Gisela Friedrichsen über Gerichtsberichterstattung: "Man muss auf Teufel komm raus etwas liefern"

 

Die langjährige Gerichtsreporterin Gisela Friedrichsen analysiert in einem Interview, warum die Arbeit von Gerichtsreportern in den vergangenen Jahren immer schwieriger geworden ist. Sie macht dafür auch "Opferaktivisten" verantwortlich.

Ende 2019 hat der kress-Schwestertitel "medium magazin" die langjährige Gerichtsreporterin Gisela Friedrichsen in der Kategorie "Lebenswerk" mit dem Ehrenpreis als Journalistin des Jahres ausgezeichnet. In einem Interview mit dem "Fachjournalist" analysiert Friedrichsen jetzt, warum die Arbeit des Gerichtsreporters in den vergangenen Jahre viel schwieriger geworden ist.

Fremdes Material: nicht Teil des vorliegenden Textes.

//! `FakeBackend`: an in-memory [`crate::backend::SessionBackend`] implementation used by
//! this crate's own unit tests to drive [`crate::statement::Statement`] without a live
//! database. Not part of the public driver contract; exported only under `#[cfg(test)]`.

use std::cell::RefCell;
use std::rc::Rc;

use crate::backend::{
    CellState, ExecuteOutcome, IntoTypeBackend, PrepareHint, RowIdBackend, SessionBackend,
    StatementBackend, UseTypeBackend, VectorIntoBackend, VectorUseBackend,
};
use crate::rewrite::PlaceholderStyle;
use crate::types::{ColumnProperties, LogicalType, StockValue};
use crate::Error;

/// One canned cell of a [`FakeBackend`] table: present, NULL, or present-but-truncated
/// (mirrors the three outcomes `read_cell` can report, see `backend::CellState`).
#[derive(Debug, Clone, PartialEq)]
pub enum Cell {
    Null,
    Value(StockValue),
    Truncated(StockValue),
}

impl Cell {
    pub fn some(value: StockValue) -> Self {
        Cell::Value(value)
    }
}

impl From<Option<StockValue>> for Cell {
    fn from(value: Option<StockValue>) -> Self {
        match value {
            Some(v) => Cell::Value(v),
            None => Cell::Null,
        }
    }
}

#[derive(Default)]
struct FakeCursor {
    rows: Vec<Vec<Cell>>,
    next_row: usize,
    delivered: Vec<usize>,
}

/// A canned table: `rows[i][j]` is column `j` (0-based) of row `i`.
pub struct FakeBackend {
    columns: Vec<ColumnProperties>,
    cursor: Rc<RefCell<FakeCursor>>,
    last_query: String,
    pub recorded_uses: Rc<RefCell<Vec<Option<StockValue>>>>,
    /// One canned nested cursor table, handed out by `take_nested_statement` regardless of
    /// which output position asked for it -- enough to exercise the output-cursor
    /// mechanism without modeling more than one nested shape per test.
    nested: Option<(Vec<ColumnProperties>, Vec<Vec<Cell>>)>,
    /// What every bound `Use`'s `post_use` echoes back, simulating a driver that writes a
    /// modified value into an INOUT stored-procedure parameter after execution.
    post_use_value: Rc<RefCell<Option<StockValue>>>,
}

impl FakeBackend {
    pub fn new(columns: Vec<ColumnProperties>, rows: Vec<Vec<Cell>>) -> Self {
        FakeBackend {
            columns,
            cursor: Rc::new(RefCell::new(FakeCursor {
                rows,
                next_row: 0,
                delivered: Vec::new(),
            })),
            last_query: String::new(),
            recorded_uses: Rc::new(RefCell::new(Vec::new())),
            nested: None,
            post_use_value: Rc::new(RefCell::new(None)),
        }
    }

    /// Arm this backend to hand back `columns`/`rows` as a nested statement from any
    /// output-cursor column a bound statement defines.
    pub fn with_nested(mut self, columns: Vec<ColumnProperties>, rows: Vec<Vec<Cell>>) -> Self {
        self.nested = Some((columns, rows));
        self
    }

    /// Arm this backend so every bound `Use`'s `post_use` reports `value` as written back
    /// by the driver, simulating an INOUT stored-procedure parameter.
    pub fn with_post_use_value(self, value: StockValue) -> Self {
        *self.post_use_value.borrow_mut() = Some(value);
        self
    }
}

impl SessionBackend for FakeBackend {
    type Statement = FakeStatement;

    fn begin(&mut self) -> Result<(), Error> {
        Ok(())
    }
    fn commit(&mut self) -> Result<(), Error> {
        Ok(())
    }
    fn rollback(&mut self) -> Result<(), Error> {
        Ok(())
    }

    fn make_statement_backend(&mut self) -> Result<Self::Statement, Error> {
        Ok(FakeStatement {
            columns: self.columns.clone(),
            cursor: Rc::clone(&self.cursor),
            recorded_uses: Rc::clone(&self.recorded_uses),
            nested: self.nested.clone(),
            post_use_value: Rc::clone(&self.post_use_value),
        })
    }

    fn placeholder_style(&self) -> PlaceholderStyle {
        PlaceholderStyle::QuestionMark
    }

    fn name(&self) -> &'static str {
        "fake"
    }
}

pub struct FakeStatement {
    columns: Vec<ColumnProperties>,
    cursor: Rc<RefCell<FakeCursor>>,
    recorded_uses: Rc<RefCell<Vec<Option<StockValue>>>>,
    nested: Option<(Vec<ColumnProperties>, Vec<Vec<Cell>>)>,
    post_use_value: Rc<RefCell<Option<StockValue>>>,
}

impl FakeStatement {
    fn deliver(&mut self, num: usize) -> ExecuteOutcome {
        let mut cursor = self.cursor.borrow_mut();
        cursor.delivered.clear();
        let remaining = cursor.rows.len().saturating_sub(cursor.next_row);
        let take = remaining.min(num.max(1));
        for _ in 0..take {
            cursor.delivered.push(cursor.next_row);
            cursor.next_row += 1;
        }
        if cursor.delivered.is_empty() {
            ExecuteOutcome::NoData
        } else {
            ExecuteOutcome::Success
        }
    }
}

impl StatementBackend for FakeStatement {
    type Into = FakeInto;
    type Use = FakeUse;
    type VectorInto = FakeVectorInto;
    type VectorUse = FakeVectorUse;

    fn prepare(&mut self, _query: &str, _hint: PrepareHint) -> Result<(), Error> {
        Ok(())
    }

    fn execute(&mut self, num: usize) -> Result<ExecuteOutcome, Error> {
        if num == 0 {
            self.cursor.borrow_mut().delivered.clear();
            return Ok(ExecuteOutcome::NoData);
        }
        Ok(self.deliver(num))
    }

    fn fetch(&mut self, num: usize) -> Result<ExecuteOutcome, Error> {
        Ok(self.deliver(num))
    }

    fn number_of_rows(&self) -> usize {
        self.cursor.borrow().delivered.len()
    }

    fn rewrite_for_procedure_call(&self, query: &str) -> String {
        query.to_string()
    }

    fn prepare_for_describe(&mut self) -> Result<usize, Error> {
        Ok(self.columns.len())
    }

    fn describe_column(&mut self, index: usize) -> Result<ColumnProperties, Error> {
        self.columns
            .get(index)
            .cloned()
            .ok_or_else(|| Error::binding(format!("no column at index {index}")))
    }

    fn make_into_backend(&mut self, logical_type: LogicalType) -> Result<Self::Into, Error> {
        Ok(FakeInto {
            cursor: Rc::clone(&self.cursor),
            position: 0,
            logical_type,
        })
    }

    fn make_use_backend(&mut self, logical_type: LogicalType) -> Result<Self::Use, Error> {
        Ok(FakeUse {
            recorded: Rc::clone(&self.recorded_uses),
            logical_type,
            post_use_value: Rc::clone(&self.post_use_value),
        })
    }

    fn make_vector_into_backend(
        &mut self,
        logical_type: LogicalType,
    ) -> Result<Self::VectorInto, Error> {
        Ok(FakeVectorInto {
            cursor: Rc::clone(&self.cursor),
            position: 0,
            logical_type,
            size: 0,
        })
    }

    fn make_vector_use_backend(
        &mut self,
        logical_type: LogicalType,
    ) -> Result<Self::VectorUse, Error> {
        Ok(FakeVectorUse {
            recorded: Rc::clone(&self.recorded_uses),
            logical_type,
            size: 0,
        })
    }

    fn take_nested_statement(&mut self, _position: usize) -> Result<Self, Error> {
        let (columns, rows) = self
            .nested
            .clone()
            .ok_or_else(|| Error::binding("this FakeBackend was not armed with a nested table"))?;
        Ok(FakeStatement {
            columns,
            cursor: Rc::new(RefCell::new(FakeCursor {
                rows,
                next_row: 0,
                delivered: Vec::new(),
            })),
            recorded_uses: Rc::new(RefCell::new(Vec::new())),
            nested: None,
            post_use_value: Rc::new(RefCell::new(None)),
        })
    }
}

pub struct FakeInto {
    cursor: Rc<RefCell<FakeCursor>>,
    position: usize,
    #[allow(dead_code)]
    logical_type: LogicalType,
}

impl IntoTypeBackend for FakeInto {
    fn define_by_pos(
        &mut self,
        position: &mut usize,
        _logical_type: LogicalType,
    ) -> Result<(), Error> {
        self.position = *position;
        *position += 1;
        Ok(())
    }

    fn read_cell(&mut self) -> Result<CellState, Error> {
        let cursor = self.cursor.borrow();
        let row_index = cursor.delivered[0];
        let cell = cursor.rows[row_index][self.position - 1].clone();
        Ok(match cell {
            Cell::Value(value) => CellState::Present(value),
            Cell::Null => CellState::Null,
            Cell::Truncated(value) => CellState::Truncated(value),
        })
    }
}

pub struct FakeUse {
    recorded: Rc<RefCell<Vec<Option<StockValue>>>>,
    #[allow(dead_code)]
    logical_type: LogicalType,
    post_use_value: Rc<RefCell<Option<StockValue>>>,
}

impl UseTypeBackend for FakeUse {
    fn bind_by_pos(
        &mut self,
        position: &mut usize,
        _logical_type: LogicalType,
    ) -> Result<(), Error> {
        *position += 1;
        Ok(())
    }

    fn bind_by_name(&mut self, _name: &str, _logical_type: LogicalType) -> Result<(), Error> {
        Ok(())
    }

    fn pre_use(&mut self, value: Option<&StockValue>) -> Result<(), Error> {
        self.recorded.borrow_mut().push(value.cloned());
        Ok(())
    }

    fn post_use(&mut self, got_data: bool) -> Result<Option<StockValue>, Error> {
        if !got_data {
            return Ok(None);
        }
        Ok(self.post_use_value.borrow().clone())
    }
}

pub struct FakeVectorInto {
    cursor: Rc<RefCell<FakeCursor>>,
    position: usize,
    #[allow(dead_code)]
    logical_type: LogicalType,
    size: usize,
}

impl VectorIntoBackend for FakeVectorInto {
    fn define_by_pos(
        &mut self,
        position: &mut usize,
        _logical_type: LogicalType,
    ) -> Result<(), Error> {
        self.position = *position;
        *position += 1;
        Ok(())
    }

    fn size(&self) -> usize {
        self.size
    }

    fn resize(&mut self, size: usize) -> Result<(), Error> {
        self.size = size;
        Ok(())
    }

    fn read_cell(&mut self, row_index: usize) -> Result<CellState, Error> {
        let cursor = self.cursor.borrow();
        let absolute = cursor.delivered[row_index];
        let cell = cursor.rows[absolute][self.position - 1].clone();
        Ok(match cell {
            Cell::Value(value) => CellState::Present(value),
            Cell::Null => CellState::Null,
            Cell::Truncated(value) => CellState::Truncated(value),
        })
    }
}

pub struct FakeVectorUse {
    recorded: Rc<RefCell<Vec<Option<StockValue>>>>,
    #[allow(dead_code)]
    logical_type: LogicalType,
    size: usize,
}

impl VectorUseBackend for FakeVectorUse {
    fn bind_by_pos(
        &mut self,
        position: &mut usize,
        _logical_type: LogicalType,
    ) -> Result<(), Error> {
        *position += 1;
        Ok(())
    }

    fn bind_by_name(&mut self, _name: &str, _logical_type: LogicalType) -> Result<(), Error> {
        Ok(())
    }

    fn size(&self) -> usize {
        self.size
    }

    fn pre_use(&mut self, row_index: usize, value: Option<&StockValue>) -> Result<(), Error> {
        if row_index >= self.size {
            self.size = row_index + 1;
        }
        self.recorded.borrow_mut().push(value.cloned());
        Ok(())
    }
}

pub struct FakeRowId(pub StockValue);

impl RowIdBackend for FakeRowId {
    fn as_stock_value(&self) -> StockValue {
        self.0.clone()
    }
}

Ein Grund dafür sei die Überbetonung der Perspektive der Opfer einer Straftat: "Die Opfer sind zum Teil sehr aktiv darin, auf die Medien zuzugehen – wobei die Medien zum Teil auch von sich aus auf die Opfer zugehen", so Friedrichsen. "Aber von ihnen bekommt man natürlich ganz andere Geschichten, als wenn man sich in den Gerichtssaal setzt und zuhört, was der Angeklagte erzählt oder was über den Angeklagten gesagt wird. Das steht dann in Konkurrenz zueinander. Die Opfer sind oft die Guten, die Angeklagten die Bösen; wer angeklagt wurde, ist zwangsläufig schon der Täter, auch wenn er noch nicht verurteilt ist."

Diese Situation missfalle ihr, bekennt Friedrichsen. "Ich bin davon überzeugt: Es ist für die Kriminalprävention ganz wichtig, dass man weiß, warum Taten geschehen sind, versucht, die Ursachen, die Umstände aufzuklären, unter denen sie geschehen sind. Denn dann kann man daraus Lehren ziehen, um Taten zu verhindern." Doch dann kämen "Opferaktivisten" und hielten einem vor, "wie viele Absätze man auf den Täter verwendet hat und wie viel weniger auf das Leid der Opfer und was man für doch für ein Scheusal sei und was für ein schlechter Journalist. Das ist auch keine Entwicklung, die ich begrüße."

Friedrichsen kritisiert in dem Interview auch bedenkliche Entwicklungen in der aktuellen Gerichtsberichterstattung: "Mittlerweile geht es nur um Effizienz. Wenn man irgendwohin geschickt wird, muss man auch auf Teufel komm raus etwas liefern – selbst wenn nichts passiert ist, was berichtenswert ist. Da werden dann Dinge hochgejazzt, hochgepusht, die keine Relevanz haben und mit der eigentlichen Sache nichts zu tun."

Zur Person: Gisela Friedrichsen hat mehr als 25 Jahre lang für den "Spiegel" Gerichtsreportagen geschrieben. 2016 wechselte sie zur "Welt".